# tierra eagle



## yukardo (Jun 12, 2007)

saludos.

quiero saber como puedo hacer en eagle para que la tierra ocupe gran parte del circuito como se utiliza en la mayoria de los equipos. gracias de antemano por su ayuda


----------



## electroaficionado (Jun 13, 2007)

si no me equivoco las versiones reducidas o gratuitas eso no lo hacen... asi como el autoroute y otras aplicaciones tiene limitaciones... la full nunca la probe... suerte


----------



## yukardo (Jun 13, 2007)

la version q yo tengo si tiene autoroute me imagino q funcionaria entonces.


----------



## eidtech (Jun 13, 2007)

Tienes que poner un plano de tierra con un poligono...
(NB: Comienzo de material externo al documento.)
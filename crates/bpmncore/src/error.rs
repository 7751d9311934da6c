use crate::xml::XmlError;
use thiserror::Error;

#[derive(Error, Debug)]
pub enum EngineError {
    #[error("Not found: {0}")]
    NotFound(#[from] NotFound),

    #[error("Validation failed: {0}")]
    Validation(#[from] ValidationError),

    #[error("Execution error: {0}")]
    Execution(#[from] FlowNodeExecutionError),

    #[error("Concurrent modification: {0}")]
    Conflict(String),

    #[error("Engine is not ready: startup recovery has not run")]
    NotReady,

    #[error("Store error: {0}")]
    Store(String),

    #[error("Serialization error: {0}")]
    Serialization(#[from] serde_json::Error),
}

impl EngineError {
    pub fn validation(message: impl Into<String>) -> Self {
        EngineError::Validation(ValidationError::single(message))
    }

    /// Lost compare-and-set races are retried by the worker, never surfaced.
    pub fn is_conflict(&self) -> bool {
        matches!(self, EngineError::Conflict(_))
    }

    pub fn is_not_found(&self) -> bool {
        matches!(self, EngineError::NotFound(_))
    }
}

#[derive(Error, Debug, Clone, PartialEq)]
pub enum NotFound {
    #[error("process definition {0}")]
    ProcessDefinition(String),

    #[error("process instance {0}")]
    ProcessInstance(u64),

    #[error("archived process instance {0}")]
    ArchivedProcessInstance(u64),

    #[error("flow node instance {0}")]
    FlowNode(u64),

    #[error("data '{name}' in {container}")]
    Data { name: String, container: String },

    #[error("document '{name}' in process instance {process_instance_id}")]
    Document {
        name: String,
        process_instance_id: u64,
    },

    #[error("ready user task '{name}' in process instance {process_instance_id}")]
    UserTask {
        name: String,
        process_instance_id: u64,
    },

    #[error("waiting event {0}")]
    WaitingEvent(u64),

    #[error("message instance {0}")]
    Message(u64),
}

/// Every rule that failed, never just the first one.
#[derive(Error, Debug, Clone, PartialEq)]
#[error("{}", violations.join("; "))]
pub struct ValidationError {
    pub violations: Vec<String>,
}

impl ValidationError {
    pub fn new(violations: Vec<String>) -> Self {
        Self { violations }
    }

    pub fn single(message: impl Into<String>) -> Self {
        Self {
            violations: vec![message.into()],
        }
    }

    /// `Ok(())` when nothing was collected.
    pub fn check(violations: Vec<String>) -> Result<(), ValidationError> {
        if violations.is_empty() {
            Ok(())
        } else {
            Err(Self { violations })
        }
    }
}

#[derive(Error, Debug, Clone, PartialEq)]
#[error("flow node {flow_node_id}: {message}")]
pub struct FlowNodeExecutionError {
    pub flow_node_id: u64,
    pub message: String,
    #[source]
    pub cause: Option<ExecutionCause>,
}

impl FlowNodeExecutionError {
    pub fn new(flow_node_id: u64, message: impl Into<String>) -> Self {
        Self {
            flow_node_id,
            message: message.into(),
            cause: None,
        }
    }

    pub fn caused_by(flow_node_id: u64, cause: impl Into<ExecutionCause>) -> Self {
        let cause = cause.into();
        Self {
            flow_node_id,
            message: cause.to_string(),
            cause: Some(cause),
        }
    }
}

#[derive(Error, Debug, Clone, PartialEq)]
pub enum ExecutionCause {
    #[error(transparent)]
    Operation(#[from] OperationError),

    #[error(transparent)]
    Expression(#[from] ExpressionError),
}

#[derive(Error, Debug, Clone, PartialEq)]
pub enum ExpressionError {
    #[error("No evaluator registered for expression kind '{0}'")]
    NoEvaluator(String),

    #[error("Unknown data '{0}'")]
    UnknownData(String),

    #[error("Unknown document '{0}'")]
    UnknownDocument(String),

    #[error("Engine constant '{0}' is not available in this context")]
    UnavailableConstant(String),

    #[error("Invalid constant '{content}' for type {expected}")]
    InvalidConstant { content: String, expected: String },

    #[error("Expression '{name}' returned {actual}, expected {expected}")]
    ReturnTypeMismatch {
        name: String,
        expected: String,
        actual: String,
    },

    #[error("Unknown script function '{0}'")]
    UnknownFunction(String),

    #[error("Invalid expression '{name}': {reason}")]
    Invalid { name: String, reason: String },

    #[error("Evaluation of '{name}' failed: {reason}")]
    Failed { name: String, reason: String },

    #[error("XML error: {0}")]
    Xml(#[from] XmlError),
}

#[derive(Error, Debug, Clone, PartialEq)]
pub enum OperationError {
    #[error("Operation on '{target}' has no right-hand expression")]
    MissingExpression { target: String },

    #[error("Unknown {kind} '{name}'")]
    UnknownTarget { kind: String, name: String },

    #[error("Type mismatch on '{name}': expected {expected}, got {actual}")]
    TypeMismatch {
        name: String,
        expected: String,
        actual: String,
    },

    #[error("No method registered for signature {signature}")]
    UnknownMethod { signature: String },

    #[error("Method {signature} failed: {reason}")]
    MethodFailed { signature: String, reason: String },

    #[error("Operator {operator} cannot target {target}")]
    Unsupported { operator: String, target: String },

    #[error(transparent)]
    Xml(#[from] XmlError),

    #[error(transparent)]
    Expression(#[from] ExpressionError),
}
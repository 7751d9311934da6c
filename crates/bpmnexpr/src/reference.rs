use bpmncore::{
    DocumentValue, EngineConstant, EvaluationContext, Expression, ExpressionError,
    ExpressionEvaluator, ExpressionKind, Value,
};

/// Current value of a process or activity data item
pub struct VariableEvaluator;

impl ExpressionEvaluator for VariableEvaluator {
    fn kind(&self) -> ExpressionKind {
        ExpressionKind::Variable
    }

    fn evaluate(
        &self,
        expression: &Expression,
        _dependencies: &[Value],
        context: &dyn EvaluationContext,
    ) -> Result<Value, ExpressionError> {
        context
            .data(&expression.content)
            .ok_or_else(|| ExpressionError::UnknownData(expression.content.clone()))
    }

    fn description(&self) -> &str {
        "Value of the named data, as seen by the running operation batch"
    }
}

/// Contract input or trigger payload entry; absent optional inputs read as null
pub struct ContractInputEvaluator;

impl ExpressionEvaluator for ContractInputEvaluator {
    fn kind(&self) -> ExpressionKind {
        ExpressionKind::ContractInput
    }

    fn evaluate(
        &self,
        expression: &Expression,
        _dependencies: &[Value],
        context: &dyn EvaluationContext,
    ) -> Result<Value, ExpressionError> {
        Ok(context.input(&expression.content).unwrap_or(Value::Null))
    }

    fn description(&self) -> &str {
        "Contract input, message payload entry or called process data"
    }
}

pub struct EngineConstantEvaluator;

impl ExpressionEvaluator for EngineConstantEvaluator {
    fn kind(&self) -> ExpressionKind {
        ExpressionKind::EngineConstant
    }

    fn evaluate(
        &self,
        expression: &Expression,
        _dependencies: &[Value],
        context: &dyn EvaluationContext,
    ) -> Result<Value, ExpressionError> {
        let constant = parse_constant(expression)?;
        context
            .constants()
            .value(constant)
            .ok_or_else(|| ExpressionError::UnavailableConstant(expression.content.clone()))
    }

    fn validate(&self, expression: &Expression) -> Result<(), ExpressionError> {
        parse_constant(expression).map(|_| ())
    }

    fn description(&self) -> &str {
        "Engine-provided value such as the logged user or process instance id"
    }
}

fn parse_constant(expression: &Expression) -> Result<EngineConstant, ExpressionError> {
    expression
        .content
        .parse::<EngineConstant>()
        .map_err(|reason| ExpressionError::Invalid {
            name: expression.name.clone(),
            reason,
        })
}

/// First document stored under a name, or null when none is set
pub struct DocumentReferenceEvaluator;

impl ExpressionEvaluator for DocumentReferenceEvaluator {
    fn kind(&self) -> ExpressionKind {
        ExpressionKind::DocumentReference
    }

    fn evaluate(
        &self,
        expression: &Expression,
        _dependencies: &[Value],
        context: &dyn EvaluationContext,
    ) -> Result<Value, ExpressionError> {
        let documents = context
            .documents(&expression.content)
            .ok_or_else(|| ExpressionError::UnknownDocument(expression.content.clone()))?;
        Ok(documents
            .first()
            .map(|doc| Value::Document(DocumentValue::from(doc)))
            .unwrap_or(Value::Null))
    }

    fn description(&self) -> &str {
        "Reference to a document already attached to the process instance"
    }
}

pub struct DocumentListReferenceEvaluator;

impl ExpressionEvaluator for DocumentListReferenceEvaluator {
    fn kind(&self) -> ExpressionKind {
        ExpressionKind::DocumentListReference
    }

    fn evaluate(
        &self,
        expression: &Expression,
        _dependencies: &[Value],
        context: &dyn EvaluationContext,
    ) -> Result<Value, ExpressionError> {
        let documents = context
            .documents(&expression.content)
            .ok_or_else(|| ExpressionError::UnknownDocument(expression.content.clone()))?;
        Ok(Value::List(
            documents
                .iter()
                .map(|doc| Value::Document(DocumentValue::from(doc)))
                .collect(),
        ))
    }

    fn description(&self) -> &str {
        "Every document of a document list, in index order"
    }
}
mod base;

pub use base::{EngineEvent, EventBus};
use bpmncore::{
    EvaluationContext, Expression, ExpressionError, ExpressionEvaluator, ExpressionKind, Value,
};
use chrono::{Duration, Utc};
use std::collections::HashMap;

/// Function callable from a script expression
pub type ScriptFunction = fn(&[Value]) -> Result<Value, String>;

/// Dispatches script expressions to registered functions by name.
///
/// Scripts never reach an interpreter; the function table is the whole language.
pub struct ScriptEvaluator {
    functions: HashMap<String, ScriptFunction>,
}

impl ScriptEvaluator {
    pub fn new() -> Self {
        Self {
            functions: HashMap::new(),
        }
    }

    pub fn with_standard_functions() -> Self {
        let mut evaluator = Self::new();
        evaluator.register("concat", concat);
        evaluator.register("length", length);
        evaluator.register("sum", sum);
        evaluator.register("multiply", multiply);
        evaluator.register("upper", upper);
        evaluator.register("lower", lower);
        evaluator.register("coalesce", coalesce);
        evaluator.register("to_text", to_text);
        evaluator.register("now", now);
        evaluator.register("add_days", add_days);
        evaluator.register("map", map);
        evaluator
    }

    pub fn register(&mut self, name: &str, function: ScriptFunction) {
        self.functions.insert(name.to_string(), function);
    }

    pub fn function_names(&self) -> Vec<&str> {
        let mut names: Vec<_> = self.functions.keys().map(String::as_str).collect();
        names.sort_unstable();
        names
    }
}

impl Default for ScriptEvaluator {
    fn default() -> Self {
        Self::with_standard_functions()
    }
}

impl ExpressionEvaluator for ScriptEvaluator {
    fn kind(&self) -> ExpressionKind {
        ExpressionKind::Script
    }

    fn evaluate(
        &self,
        expression: &Expression,
        dependencies: &[Value],
        _context: &dyn EvaluationContext,
    ) -> Result<Value, ExpressionError> {
        let function = self
            .functions
            .get(&expression.content)
            .ok_or_else(|| ExpressionError::UnknownFunction(expression.content.clone()))?;
        function(dependencies).map_err(|reason| ExpressionError::Failed {
            name: expression.name.clone(),
            reason,
        })
    }

    fn validate(&self, expression: &Expression) -> Result<(), ExpressionError> {
        if self.functions.contains_key(&expression.content) {
            Ok(())
        } else {
            Err(ExpressionError::UnknownFunction(expression.content.clone()))
        }
    }

    fn description(&self) -> &str {
        "Call of a registered script function with the dependencies as arguments"
    }
}

fn concat(args: &[Value]) -> Result<Value, String> {
    Ok(Value::String(
        args.iter().filter_map(Value::to_text).collect::<String>(),
    ))
}

fn length(args: &[Value]) -> Result<Value, String> {
    match args {
        [Value::String(s)] | [Value::Xml(s)] => Ok(Value::Long(s.chars().count() as i64)),
        [Value::List(items)] => Ok(Value::Long(items.len() as i64)),
        [Value::Map(entries)] => Ok(Value::Long(entries.len() as i64)),
        [Value::Null] => Ok(Value::Long(0)),
        [other] => Err(format!("length of {} is undefined", other.type_name())),
        _ => Err(format!("length takes one argument, got {}", args.len())),
    }
}

fn sum(args: &[Value]) -> Result<Value, String> {
    if args.iter().all(|v| matches!(v, Value::Long(_))) {
        let mut total: i64 = 0;
        for value in args {
            if let Value::Long(n) = value {
                total = total.checked_add(*n).ok_or("integer overflow")?;
            }
        }
        return Ok(Value::Long(total));
    }
    args.iter()
        .map(|v| v.as_f64().ok_or_else(|| format!("cannot add {}", v.type_name())))
        .sum::<Result<f64, String>>()
        .map(Value::Double)
}

fn multiply(args: &[Value]) -> Result<Value, String> {
    match args {
        [Value::Long(a), Value::Long(b)] => a
            .checked_mul(*b)
            .map(Value::Long)
            .ok_or_else(|| "integer overflow".to_string()),
        [a, b] => match (a.as_f64(), b.as_f64()) {
            (Some(a), Some(b)) => Ok(Value::Double(a * b)),
            _ => Err(format!("cannot multiply {} by {}", a.type_name(), b.type_name())),
        },
        _ => Err(format!("multiply takes two arguments, got {}", args.len())),
    }
}

fn upper(args: &[Value]) -> Result<Value, String> {
    single_text(args).map(|s| Value::String(s.to_uppercase()))
}

fn lower(args: &[Value]) -> Result<Value, String> {
    single_text(args).map(|s| Value::String(s.to_lowercase()))
}

fn single_text(args: &[Value]) -> Result<String, String> {
    match args {
        [value] => value
            .to_text()
            .ok_or_else(|| "expected a non-null argument".to_string()),
        _ => Err(format!("expected one argument, got {}", args.len())),
    }
}

fn coalesce(args: &[Value]) -> Result<Value, String> {
    Ok(args
        .iter()
        .find(|v| !v.is_null())
        .cloned()
        .unwrap_or(Value::Null))
}

fn to_text(args: &[Value]) -> Result<Value, String> {
    match args {
        [value] => Ok(value.to_text().map(Value::String).unwrap_or(Value::Null)),
        _ => Err(format!("to_text takes one argument, got {}", args.len())),
    }
}

fn now(_args: &[Value]) -> Result<Value, String> {
    Ok(Value::Date(Utc::now()))
}

fn add_days(args: &[Value]) -> Result<Value, String> {
    match args {
        [Value::Date(date), Value::Long(days)] => Ok(Value::Date(*date + Duration::days(*days))),
        _ => Err("add_days expects (date, long)".to_string()),
    }
}

/// Builds a map from alternating key/value arguments
fn map(args: &[Value]) -> Result<Value, String> {
    if args.len() % 2 != 0 {
        return Err("map expects key/value pairs".to_string());
    }
    let mut out = std::collections::BTreeMap::new();
    for pair in args.chunks(2) {
        let key = pair[0]
            .to_text()
            .ok_or_else(|| "map keys cannot be null".to_string())?;
        out.insert(key, pair[1].clone());
    }
    Ok(Value::Map(out))
}

#[cfg(test)]
mod tests {
    use super::*;
    use crate::testing::StaticContext;
    use bpmncore::DataType;

    #[test]
    fn test_standard_functions() {
        let scripts = ScriptEvaluator::with_standard_functions();
        let ctx = StaticContext::new();
        let call = |name: &str, args: &[Value]| {
            let expr = Expression::script(name, vec![], DataType::Any);
            scripts.evaluate(&expr, args, &ctx)
        };

        assert_eq!(call("sum", &[Value::Long(2), Value::Long(3)]).unwrap(), Value::Long(5));
        assert_eq!(
            call("sum", &[Value::Long(2), Value::Double(0.5)]).unwrap(),
            Value::Double(2.5)
        );
        assert_eq!(
            call("concat", &[Value::from("a"), Value::Long(1)]).unwrap(),
            Value::from("a1")
        );
        assert_eq!(
            call("coalesce", &[Value::Null, Value::from("x")]).unwrap(),
            Value::from("x")
        );
        assert!(matches!(
            call("length", &[Value::Bool(true)]),
            Err(ExpressionError::Failed { .. })
        ));
    }

    #[test]
    fn test_unknown_function() {
        let expr = Expression::script("groovy", vec![], DataType::Any);
        assert!(matches!(
            ScriptEvaluator::new().validate(&expr),
            Err(ExpressionError::UnknownFunction(_))
        ));
    }
}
Primero levanta todas las pistas de tierra ya ruteadas.. 
con el comando ripup gnd (enter)
luego da click en la herramienta poligono...
en la caja de comandos escribe: gnd (enter)
pon tu poligono de acuerdo a la forma de tu tarjeta

y listo cada que hagas un autoroute o un ratnest el poligono se recalculara y cubrira con cobre donde le sea posible.


----------



## yukardo (Jun 13, 2007)

Gracias por la respuesta anterior


----------